The only limitations in game development are the ingenuity and creativity of the designers. Anything is possible as long as they figure out a way to make it happen and happen well. Yes, you could have allowed players to do that incredibly stupid move of Nero’s where he sticks his sword into cement and rides it around like a…a…crappy Xtreme douchebag ride that hasn’t even been invented yet.
In the case of Ninja Blade, yes, you could have allowed players to ride on a rocket without resorting to Quick Time Events. In fact, just thinking about it gets me all tickled inside. With some creativity and effort, From Software could have allowed the player to surf the air on a missile and feel awesome. Instead, an illusion of interactivity is created by forcing them to press a button at just the right time.
There are also plenty of acrobatics performed by wiring into building structures a la Spider-man or Bionic Commando. Oddly enough, both of those franchises have managed to create this mechanic outside of Quick Time Events, and though most of the Spider-man games are trash, the web-slinging part happens to work well enough. A lot better than waiting for a button press to pop on screen, at least.
The philosophy of Quick Time Events is flawed and foolish. They aren’t really interactive at all as the only potential outcome is success or failure. If you succeed you are still rail-roaded into doing what the game wants. To put it in terms of Dungeons and Dragons, let’s say you and your friends are playing a game where a Dragon suddenly appears. Roll a spot check! Why? It doesn’t matter, just roll it. Oh, you failed? Looks like you take… 47 damage from its claws you couldn’t see coming. What about your Armor Class? Nah, since you failed to see the claws you couldn’t dodge or anything, so you got hit. Anyway, make a jump check. You make it? Ok, you manage to leap onto its back. Now roll seven D20’s and tell me what you get. Hurry up man, you don’t have much time. Oh, sorry, the dragon shook you off and now you’re on the ground. Hey, it’s not my fault you didn’t have seven D20’s ready and needed to scrounge into your dice bag.
Yeah, that’s probably the most terrible game of Dungeons and Dragons that could ever be played, and yet that’s pretty much what it feels like. Sure, there is the potential for the cut-scene to be awesome, but that assumes you automatically succeed at everything.
Which brings us to the delusion that a Quick Time Event’s cut-scene could be enjoyed at all. You’re too busy waiting to press a button, and if you dare miss the press you have to go back and view it all again. Imagine how much you would have hated Star Wars if you had to keep watching the Mos Eisley bar fight where Obi-Wan saves Luke and slices that asshole’s arm off. Whoops! Obi-Wan failed to save Luke in time! Rewind, watch it, WHOOPS! This time Obi-Wan didn’t swing the saber in time and died! Ok, sliced the dude’s arm off. Now we can just get on with it and GOD DAMMIT Greedo shot Han!

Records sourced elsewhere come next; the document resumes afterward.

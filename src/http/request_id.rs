//! Request ID handling.
//!
//! Reads `x-request-id` when the caller supplies one, generates a UUID v4
//! otherwise, and always echoes the value on the response so callers can
//! correlate logs across the gateway and the upstream.

use axum::{
    body::Body,
    http::{HeaderValue, Request},
    middleware::Next,
    response::Response,
};
use uuid::Uuid;

pub const REQUEST_ID_HEADER: &str = "x-request-id";

pub async fn request_id_middleware(mut request: Request<Body>, next: Next) -> Response {
    let id = request
        .headers()
        .get(REQUEST_ID_HEADER)
        .and_then(|v| v.to_str().ok())
        .map(str::to_string)
        .unwrap_or_else(|| Uuid::new_v4().to_string());

    if let Ok(value) = HeaderValue::from_str(&id) {
        request.headers_mut().insert(REQUEST_ID_HEADER, value);
    }

    let mut response = next.run(request).await;

    if let Ok(value) = HeaderValue::from_str(&id) {
        response.headers_mut().insert(REQUEST_ID_HEADER, value);
    }
    response
}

A lot of people look at a game like Heavy Rain as being a game built off of Quick Time Events, but I believe this to be untrue. While the game continues to railroad you through predetermined actions, there is an actual level of interactivity present. You have plenty of time to make a choice, you know precisely what this choice is, if you miss it the game keeps going and in the end it helps determine where you go. It’s more in line with a digital choose your own adventure. Will this method work? It may, it may not.
The one thing I know for sure is it at least looks better than what developers pointlessly cling to. If Quick Time Events must exist, then developers should stop trying to “fix” them. Instead, they should wipe the slate clean and figure something else out. My suggestion? Pay attention to games like Bionic Commando that never let control out of the player’s hands and yet manage to be cinematic nonetheless. As lackluster as the game was, it was better than Ninja Blade just because it didn’t have Quick Time Events.